La pièce dansée Crowd construit souterrainement les émotions dans le temps et l’intime du spectateur.
Sur la terre d’une rave tellurique, free party tramée par une bande son électro minimaliste et répétitive, les danseurs au ralenti de leurs mouvements en mode slow motion se dirigent-ils vers une évocation en creux de l’attentat du Bataclan ?

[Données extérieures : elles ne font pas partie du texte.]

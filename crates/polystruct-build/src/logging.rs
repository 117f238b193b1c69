//! Log output for build scripts.

use std::sync::OnceLock;

use tracing_subscriber::layer::SubscriberExt;
use tracing_subscriber::util::SubscriberInitExt;
use tracing_subscriber::EnvFilter;

static INIT: OnceLock<()> = OnceLock::new();

/// Installs a `tracing` subscriber writing to stderr.
///
/// Only the first call has an effect. The level
/// comes from `RUST_LOG` and defaults to `polystruct_core=info`. Stdout is
/// left alone because cargo reads build-script directives from it.
pub fn init_logging() {
    INIT.get_or_init(|| {
        let filter = EnvFilter::try_from_default_env()
            .unwrap_or_else(|_| EnvFilter::new("polystruct_core=info,polystruct_build=info"));

        // Another subscriber may already be installed by the caller.
        let _ = tracing_subscriber::registry()
            .with(filter)
            .with(tracing_subscriber::fmt::layer().with_writer(std::io::stderr))
            .try_init();
    });
}
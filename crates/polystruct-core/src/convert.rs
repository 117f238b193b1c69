//! Conversion routines between a variant and its merged type.

use crate::config::GeneratorConfig;
use crate::error::Result;
use crate::model::{MergedType, VariantType};
use crate::writer::SourceWriter;

const CLONE: &str = "::core::clone::Clone::clone";

pub struct ConversionEmitter<'a> {
    merged: &'a MergedType,
    config: &'a GeneratorConfig,
}

impl<'a> ConversionEmitter<'a> {
    pub fn new(merged: &'a MergedType, config: &'a GeneratorConfig) -> Self {
        Self { merged, config }
    }

    /// Writes the inherent conversion impl of `variant` and, when enabled,
    /// the `From` impls in both directions.
    pub fn emit(&self, variant: &VariantType, w: &mut SourceWriter) -> Result<()> {
        let merged = &self.merged.name;
        let names = self.merged.conversion_names();
        let vis = self.merged.visibility_prefix();
        let type_id = self.config.type_id_field.as_str();
        let tag = format!(
            "::core::option::Option::Some({}::{})",
            self.merged.type_id_name, variant.name
        );
        let fields: Vec<(&str, &str)> = self
            .merged
            .layout
            .fields_of(&variant.name)
            .map(|(field, slot)| (field, slot.name.as_str()))
            .collect();

        w.write_attribute("allow(clippy::clone_on_copy, clippy::needless_update)");
        w.begin_scope(format!("impl {}", variant.name));

        // slots → variant
        let arg = if fields.is_empty() { "_merged" } else { "merged" };
        w.begin_scope(format!(
            "{}fn {}({}: &{}) -> Self",
            vis, names.from_merged, arg, merged
        ));
        w.begin_scope("Self");
        for (field, slot) in &fields {
            w.line(format!("{}: {}(&merged.{}),", field, CLONE, slot));
        }
        w.end_scope()?;
        w.end_scope()?;
        w.blank();

        // variant → fresh merged value
        w.begin_scope(format!("{}fn {}(&self) -> {}", vis, names.to_merged, merged));
        w.begin_scope(merged.as_str());
        w.line(format!("{}: {},", type_id, tag));
        for (field, slot) in &fields {
            w.line(format!("{}: {}(&self.{}),", slot, CLONE, field));
        }
        w.line("..::core::default::Default::default()");
        w.end_scope()?;
        w.end_scope()?;
        w.blank();

        // variant → existing merged value
        w.begin_scope(format!(
            "{}fn {}(&self, merged: &mut {})",
            vis, names.write_into, merged
        ));
        w.line(format!("merged.{} = {};", type_id, tag));
        for (field, slot) in &fields {
            w.line(format!("merged.{} = {}(&self.{});", slot, CLONE, field));
        }
        w.end_scope()?;
        w.end_scope()?;

        if self.config.emit_from_impls {
            w.blank();
            w.begin_scope(format!("impl ::core::convert::From<{}> for {}", variant.name, merged));
            w.begin_scope(format!("fn from(value: {}) -> Self", variant.name));
            w.line(format!("value.{}()", names.to_merged));
            w.end_scope()?;
            w.end_scope()?;
            w.blank();
            w.begin_scope(format!("impl ::core::convert::From<&{}> for {}", merged, variant.name));
            w.begin_scope(format!("fn from(merged: &{}) -> Self", merged));
            w.line(format!("Self::{}(merged)", names.from_merged));
            w.end_scope()?;
            w.end_scope()?;
        }
        Ok(())
    }
}
//! Rendering of `syn` nodes into compact source text and identifier fragments.

use proc_macro2::{Delimiter, Spacing, TokenStream, TokenTree};
use quote::ToTokens;

/// Renders any syntax node as compact, compilable source text.
///
/// `Vec < Option < u8 > >` comes out as `Vec<Option<u8>>` and
/// `& 'a mut T` as `&'a mut T`.
pub fn render<T: ToTokens + ?Sized>(node: &T) -> String {
    let mut out = String::new();
    let mut prev = Prev::Start;
    write_stream(node.to_token_stream(), &mut out, &mut prev);
    out
}

/// Key used to compare types for slot sharing. Exact text, no whitespace.
pub fn type_key(ty: &syn::Type) -> String {
    render(ty).chars().filter(|c| !c.is_whitespace()).collect()
}

/// Turns type text into a snake_case identifier fragment.
///
/// `i32` → `i32`, `Vec3` → `vec3`, `Option<Entity>` → `option_entity`,
/// `[f32; 3]` → `f32_3`.
pub fn ident_fragment(text: &str) -> String {
    let mut words = Vec::new();
    let mut current = String::new();
    for c in text.chars() {
        if c.is_ascii_alphanumeric() || c == '_' {
            current.push(c);
        } else if !current.is_empty() {
            words.push(std::mem::take(&mut current));
        }
    }
    if !current.is_empty() {
        words.push(current);
    }

    let fragment = words
        .iter()
        .map(|w| to_snake_case(w.trim_start_matches("r#")))
        .filter(|w| !w.is_empty())
        .collect::<Vec<_>>()
        .join("_");

    if fragment.is_empty() {
        "slot".to_string()
    } else {
        fragment
    }
}

/// Converts a CamelCase name to snake_case. `MyStateA` → `my_state_a`.
pub fn to_snake_case(name: &str) -> String {
    let chars: Vec<char> = name.chars().collect();
    let mut out = String::with_capacity(name.len() + 4);
    for (i, &c) in chars.iter().enumerate() {
        if c.is_ascii_uppercase() {
            let prev = i.checked_sub(1).map(|p| chars[p]);
            let next = chars.get(i + 1).copied();
            let boundary = match prev {
                Some(p) if p.is_ascii_lowercase() || p.is_ascii_digit() => true,
                Some(p) if p.is_ascii_uppercase() => next.is_some_and(|n| n.is_ascii_lowercase()),
                _ => false,
            };
            if boundary && !out.ends_with('_') {
                out.push('_');
            }
            out.push(c.to_ascii_lowercase());
        } else {
            out.push(c);
        }
    }
    out
}

#[derive(Clone, Copy, PartialEq)]
enum Prev {
    Start,
    Word,
    Lifetime,
    Punct,
    Open,
    Close,
}

fn write_stream(stream: TokenStream, out: &mut String, prev: &mut Prev) {
    let tokens: Vec<TokenTree> = stream.into_iter().collect();
    let mut i = 0;
    while i < tokens.len() {
        match &tokens[i] {
            TokenTree::Ident(ident) => {
                if matches!(*prev, Prev::Word | Prev::Lifetime | Prev::Close) {
                    out.push(' ');
                }
                out.push_str(&ident.to_string());
                *prev = Prev::Word;
            }
            TokenTree::Literal(lit) => {
                if matches!(*prev, Prev::Word | Prev::Lifetime | Prev::Close) {
                    out.push(' ');
                }
                out.push_str(&lit.to_string());
                *prev = Prev::Word;
            }
            TokenTree::Group(group) => {
                let (open, close) = match group.delimiter() {
                    Delimiter::Parenthesis => ("(", ")"),
                    Delimiter::Bracket => ("[", "]"),
                    Delimiter::Brace => ("{", "}"),
                    Delimiter::None => ("", ""),
                };
                if group.delimiter() == Delimiter::Brace && matches!(*prev, Prev::Word | Prev::Close) {
                    out.push(' ');
                }
                out.push_str(open);
                let mut inner = Prev::Open;
                write_stream(group.stream(), out, &mut inner);
                out.push_str(close);
                *prev = Prev::Close;
            }
            TokenTree::Punct(punct) => {
                let ch = punct.as_char();
                let joint = punct.spacing() == Spacing::Joint;
                let next = tokens.get(i + 1);

                if ch == '\'' && joint {
                    // Lifetime: the quote glues to the following ident.
                    if let Some(TokenTree::Ident(ident)) = next {
                        if matches!(*prev, Prev::Word | Prev::Lifetime | Prev::Close) {
                            out.push(' ');
                        }
                        out.push('\'');
                        out.push_str(&ident.to_string());
                        *prev = Prev::Lifetime;
                        i += 2;
                        continue;
                    }
                }

                // Gather a multi-char operator such as `::`, `->` or `=>`.
                let mut op = String::new();
                op.push(ch);
                let mut j = i;
                let mut last_joint = joint;
                while last_joint {
                    match tokens.get(j + 1) {
                        Some(TokenTree::Punct(p)) if p.as_char() != '\'' => {
                            op.push(p.as_char());
                            last_joint = p.spacing() == Spacing::Joint;
                            j += 1;
                        }
                        _ => break,
                    }
                }
                write_operator(&op, out, prev);
                i = j + 1;
                continue;
            }
        }
        i += 1;
    }
}

fn write_operator(op: &str, out: &mut String, prev: &mut Prev) {
    match op {
        "," | ";" => {
            out.push_str(op);
            out.push(' ');
            *prev = Prev::Punct;
            return;
        }
        ":" => {
            out.push_str(": ");
            *prev = Prev::Punct;
            return;
        }
        "->" | "=>" | "=" | "+" | "|" | "==" | "!=" | "+=" | "-=" | "*=" | "/=" | "&&" | "||" => {
            if !out.ends_with(' ') && !out.is_empty() {
                out.push(' ');
            }
            out.push_str(op);
            out.push(' ');
            *prev = Prev::Punct;
            return;
        }
        _ => {}
    }
    if op == "#" && matches!(*prev, Prev::Word | Prev::Close) {
        out.push(' ');
    }
    out.push_str(op);
    *prev = Prev::Punct;
}
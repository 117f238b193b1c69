//! Agent states.
//!
//! `IState` is the polymorphic interface. The build script generates the
//! merged `State` next to it and the conversion routines next to every
//! state struct.

use polystruct::polymorphic_struct;

mod idle;
mod moving;

pub use idle::Idle;
pub use moving::Moving;

include!(concat!(env!("OUT_DIR"), "/polystruct/states.rs"));

/// Per-agent data shared by every state.
#[derive(Debug, Clone, Default, PartialEq)]
pub struct StateContext {
    pub position: f32,
    pub target: f32,
    /// Seconds an agent rests after reaching its target.
    pub rest: f32,
    pub speed: f32,
    pub transitions: u32,
}

#[polymorphic_struct]
pub trait IState {
    /// Seconds spent in the current state.
    #[property]
    fn elapsed(&self) -> f32;
    #[property]
    fn set_elapsed(&mut self, value: f32);

    fn name(&self) -> &'static str;

    /// Advances the state; returns the next state on a transition.
    fn update(&mut self, ctx: &mut StateContext, dt: f32) -> Option<State>;
}
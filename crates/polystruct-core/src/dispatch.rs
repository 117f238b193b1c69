//! Switch-based dispatch of interface members on the merged type.
//!
//! Every member becomes a `match` on the discriminant. A known variant arm
//! rebuilds a transient variant from the slots, calls the member on it
//! through fully qualified syntax and, for `&mut self` members, writes the
//! variant back before returning. The `None` arm resets `#[out]` parameters
//! and returns the default value of the result type.

use crate::config::GeneratorConfig;
use crate::error::Result;
use crate::members::{Member, MethodMember, ReceiverKind};
use crate::model::{ConversionNames, MergedType};
use crate::tokens::render;
use crate::writer::SourceWriter;

const SOME: &str = "::core::option::Option::Some";
const NONE: &str = "::core::option::Option::None";
const DEFAULT: &str = "::core::default::Default::default()";

// Arm locals share a scope with the forwarded parameters.
const INSTANCE: &str = "__polystruct_instance";
const RESULT: &str = "__polystruct_result";

pub struct DispatchSynthesizer<'a> {
    merged: &'a MergedType,
    config: &'a GeneratorConfig,
    names: ConversionNames,
}

impl<'a> DispatchSynthesizer<'a> {
    pub fn new(merged: &'a MergedType, config: &'a GeneratorConfig) -> Self {
        Self {
            merged,
            config,
            names: merged.conversion_names(),
        }
    }

    /// Writes one `impl Trait for Merged` block per trait of the hierarchy.
    pub fn emit(&self, w: &mut SourceWriter) -> Result<()> {
        for trait_members in &self.merged.members.traits {
            w.blank();
            w.write_attribute("allow(unused_variables, clippy::let_unit_value)");
            w.begin_scope(format!(
                "impl {} for {}",
                trait_members.trait_name, self.merged.name
            ));
            let mut first = true;
            for member in &trait_members.members {
                let accessors: Vec<&MethodMember> = match member {
                    Member::Method(method) => vec![method],
                    Member::Property(property) => property
                        .getter
                        .iter()
                        .chain(property.setter.iter())
                        .collect(),
                };
                for method in accessors {
                    if !first {
                        w.blank();
                    }
                    first = false;
                    self.emit_method(&trait_members.trait_name, method, w)?;
                }
            }
            w.end_scope()?;
        }
        Ok(())
    }

    fn emit_method(&self, trait_name: &str, method: &MethodMember, w: &mut SourceWriter) -> Result<()> {
        w.begin_scope(signature(method));
        w.begin_scope(format!("match self.{}", self.config.type_id_field));

        for variant in &self.merged.variants {
            w.begin_scope(format!(
                "{}({}::{}) =>",
                SOME, self.merged.type_id_name, variant.name
            ));
            self.emit_arm(trait_name, &variant.name, method, w);
            w.end_scope()?;
        }

        let outs: Vec<_> = method.out_params().collect();
        if outs.is_empty() && !method.returns_value() {
            w.line(format!("{} => {{}}", NONE));
        } else {
            w.begin_scope(format!("{} =>", NONE));
            for param in outs {
                w.line(format!("*{} = {};", param.name, DEFAULT));
            }
            if method.returns_value() {
                w.line(DEFAULT);
            }
            w.end_scope()?;
        }

        w.end_scope()?;
        w.end_scope()
    }

    fn emit_arm(&self, trait_name: &str, variant: &str, method: &MethodMember, w: &mut SourceWriter) {
        let mut args = Vec::with_capacity(method.params.len() + 1);
        args.push(match method.receiver {
            ReceiverKind::Ref => format!("&{}", INSTANCE),
            ReceiverKind::RefMut => format!("&mut {}", INSTANCE),
            ReceiverKind::Value => INSTANCE.to_string(),
        });
        args.extend(method.params.iter().map(|p| p.name.clone()));

        let mut call = format!(
            "<{} as {}>::{}{}({})",
            variant,
            trait_name,
            method.name,
            turbofish(&method.generics),
            args.join(", ")
        );
        if method.is_unsafe {
            call = format!("unsafe {{ {} }}", call);
        }

        let rebuild = match method.receiver {
            ReceiverKind::Value => format!("{}::{}(&self)", variant, self.names.from_merged),
            _ => format!("{}::{}(self)", variant, self.names.from_merged),
        };

        match method.receiver {
            ReceiverKind::RefMut => {
                w.write_let(true, INSTANCE, &rebuild);
                if method.returns_value() {
                    w.write_let(false, RESULT, &call);
                } else {
                    w.line(format!("{};", call));
                }
                w.line(format!("{}.{}(self);", INSTANCE, self.names.write_into));
                if method.returns_value() {
                    w.line(RESULT);
                }
            }
            ReceiverKind::Ref | ReceiverKind::Value => {
                w.write_let(false, INSTANCE, &rebuild);
                w.line(call);
            }
        }
    }
}

/// `unsafe fn name<G>(receiver, params) -> Output where ..`
fn signature(method: &MethodMember) -> String {
    let mut inputs = vec![method.receiver_text.clone()];
    inputs.extend(
        method
            .params
            .iter()
            .map(|p| format!("{}: {}", p.name, render(&p.ty))),
    );

    let mut sig = String::new();
    if method.is_unsafe {
        sig.push_str("unsafe ");
    }
    sig.push_str("fn ");
    sig.push_str(&method.name);
    if !method.generics.params.is_empty() {
        sig.push_str(&render(&method.generics));
    }
    sig.push('(');
    sig.push_str(&inputs.join(", "));
    sig.push(')');
    if let Some(output) = &method.output {
        sig.push_str(" -> ");
        sig.push_str(&render(output));
    }
    if let Some(where_clause) = &method.generics.where_clause {
        sig.push(' ');
        sig.push_str(render(where_clause).trim_end_matches(", "));
    }
    sig
}

/// Explicit type and const arguments for a generic member call.
fn turbofish(generics: &syn::Generics) -> String {
    let args: Vec<String> = generics
        .params
        .iter()
        .filter_map(|param| match param {
            syn::GenericParam::Type(t) => Some(t.ident.to_string()),
            syn::GenericParam::Const(c) => Some(c.ident.to_string()),
            syn::GenericParam::Lifetime(_) => None,
        })
        .collect();
    if args.is_empty() {
        String::new()
    } else {
        format!("::<{}>", args.join(", "))
    }
}
//! Error types for the polystruct generator

use thiserror::Error;

/// Main error type for generator operations
#[derive(Debug, Error)]
pub enum GeneratorError {
    /// A compilation unit could not be parsed
    #[error("Failed to parse {unit}: {message}")]
    Parse { unit: String, message: String },

    /// The merged type name cannot be derived from the interface name
    #[error("Cannot derive a merged type name from `{interface}`: {reason}")]
    InvalidName { interface: String, reason: String },

    /// The interface declaration has a shape the generator does not support
    #[error("Unsupported polymorphic interface `{interface}`: {reason}")]
    UnsupportedInterface { interface: String, reason: String },

    /// One member of the interface hierarchy cannot be dispatched
    #[error("Unsupported member `{member}` of `{interface}`: {reason}")]
    UnsupportedMember {
        interface: String,
        member: String,
        reason: String,
    },

    /// A variant type cannot be merged
    #[error("Unsupported variant `{variant}`: {reason}")]
    UnsupportedVariant { variant: String, reason: String },

    /// Internal error (should not occur in normal operation)
    #[error("Internal error: {0}")]
    Internal(String),
}

impl GeneratorError {
    pub(crate) fn member(
        interface: impl Into<String>,
        member: impl Into<String>,
        reason: impl Into<String>,
    ) -> Self {
        Self::UnsupportedMember {
            interface: interface.into(),
            member: member.into(),
            reason: reason.into(),
        }
    }

    pub(crate) fn interface(interface: impl Into<String>, reason: impl Into<String>) -> Self {
        Self::UnsupportedInterface {
            interface: interface.into(),
            reason: reason.into(),
        }
    }

    pub(crate) fn variant(variant: impl Into<String>, reason: impl Into<String>) -> Self {
        Self::UnsupportedVariant {
            variant: variant.into(),
            reason: reason.into(),
        }
    }
}

/// Result type alias for generator operations
pub type Result<T> = std::result::Result<T, GeneratorError>;
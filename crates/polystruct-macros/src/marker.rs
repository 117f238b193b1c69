use proc_macro2::TokenStream;
use quote::quote;
use syn::{ItemTrait, LitStr};

use crate::strip_trait;

pub fn expand(attr: TokenStream, mut item: ItemTrait) -> Result<TokenStream, syn::Error> {
    // The payload is reserved; only check that it is a string.
    if !attr.is_empty() {
        syn::parse2::<LitStr>(attr)?;
    }
    if !item.generics.params.is_empty() {
        return Err(syn::Error::new_spanned(
            &item.generics,
            "polymorphic interfaces cannot be generic",
        ));
    }

    let marker = polystruct_core::GeneratorConfig::default().marker_attribute;
    strip_trait(&mut item, &marker);
    Ok(quote! { #item })
}
use super::{IState, Idle, State, StateContext};

/// Heading for the context target at a fixed speed.
#[derive(Debug, Clone, PartialEq)]
pub struct Moving {
    pub elapsed: f32,
    pub speed: f32,
}

impl Moving {
    pub fn new(speed: f32) -> Self {
        Self {
            elapsed: 0.0,
            speed,
        }
    }
}

impl IState for Moving {
    fn elapsed(&self) -> f32 {
        self.elapsed
    }

    fn set_elapsed(&mut self, value: f32) {
        self.elapsed = value;
    }

    fn name(&self) -> &'static str {
        "moving"
    }

    fn update(&mut self, ctx: &mut StateContext, dt: f32) -> Option<State> {
        let remaining = ctx.target - ctx.position;
        let step = self.speed * dt;
        if step < remaining.abs() {
            ctx.position += step.copysign(remaining);
            return None;
        }
        // Arrived: turn around and rest.
        ctx.position = ctx.target;
        ctx.target = -ctx.target;
        Some(Idle::new(ctx.rest).into())
    }
}

include!(concat!(env!("OUT_DIR"), "/polystruct/states__moving.rs"));
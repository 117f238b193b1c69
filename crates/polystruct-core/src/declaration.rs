//! Merged struct and discriminant enum declarations.

use crate::config::GeneratorConfig;
use crate::error::Result;
use crate::model::MergedType;
use crate::writer::SourceWriter;

const SERDE_DERIVES: [&str; 2] = ["::serde::Serialize", "::serde::Deserialize"];

/// Writes `enum {Merged}TypeId` and the flattened `struct {Merged}`.
pub fn emit_merged_declaration(
    merged: &MergedType,
    config: &GeneratorConfig,
    w: &mut SourceWriter,
) -> Result<()> {
    let mut id_derives: Vec<String> = ["Clone", "Copy", "Debug", "PartialEq", "Eq", "Hash"]
        .iter()
        .map(|d| d.to_string())
        .collect();
    let mut struct_derives = vec!["Default".to_string()];
    for derive in &config.derives {
        if !struct_derives.contains(derive) {
            struct_derives.push(derive.clone());
        }
    }
    if config.serializable {
        for derive in SERDE_DERIVES {
            id_derives.push(derive.to_string());
            struct_derives.push(derive.to_string());
        }
    }

    let members: Vec<&str> = merged.variants.iter().map(|v| v.name.as_str()).collect();
    w.line(format!("/// Discriminant of [`{}`].", merged.name));
    w.write_derives(&id_derives);
    w.write_enum(&merged.visibility, &merged.type_id_name, &members)?;
    w.blank();

    w.line(format!(
        "/// Flattened value of every `{}` implementor.",
        merged.interface
    ));
    w.write_derives(&struct_derives);
    w.begin_scope(format!("{}struct {}", merged.visibility_prefix(), merged.name));
    w.write_field(
        "pub",
        &config.type_id_field,
        &format!("::core::option::Option<{}>", merged.type_id_name),
    );
    for slot in &merged.layout.slots {
        w.write_field("pub", &slot.name, &slot.type_text);
    }
    w.end_scope()
}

Ainsi par ces corps juvéniles éclatés, inanimés au sol, la déploration d’une jeune femme, ou l’imperceptible progression d’une danseuse les mains pleines de terre pour une cérémonie de deuil menée sur un être-poupée inanimée proche des tableaux imaginés par le peintre Hans Bellmer.
Emotions dilatées
La durée étendue des gestes qui déréalise, l’étrangeté qu’elle produit, tout comme la logique du rêve ou du spectral de laquelle elle peut participer, décalent l’activité perceptive du spectateur. Elle permet l’accès à une visibilité accrue du mouvement. Crowd explore les obscurs mouvements de l’âme qui échappent aux danseurs adolescents Mais surtout les régimes émotionnels qui sont les nôtres : anxiétés flottantes, égarements chroniques.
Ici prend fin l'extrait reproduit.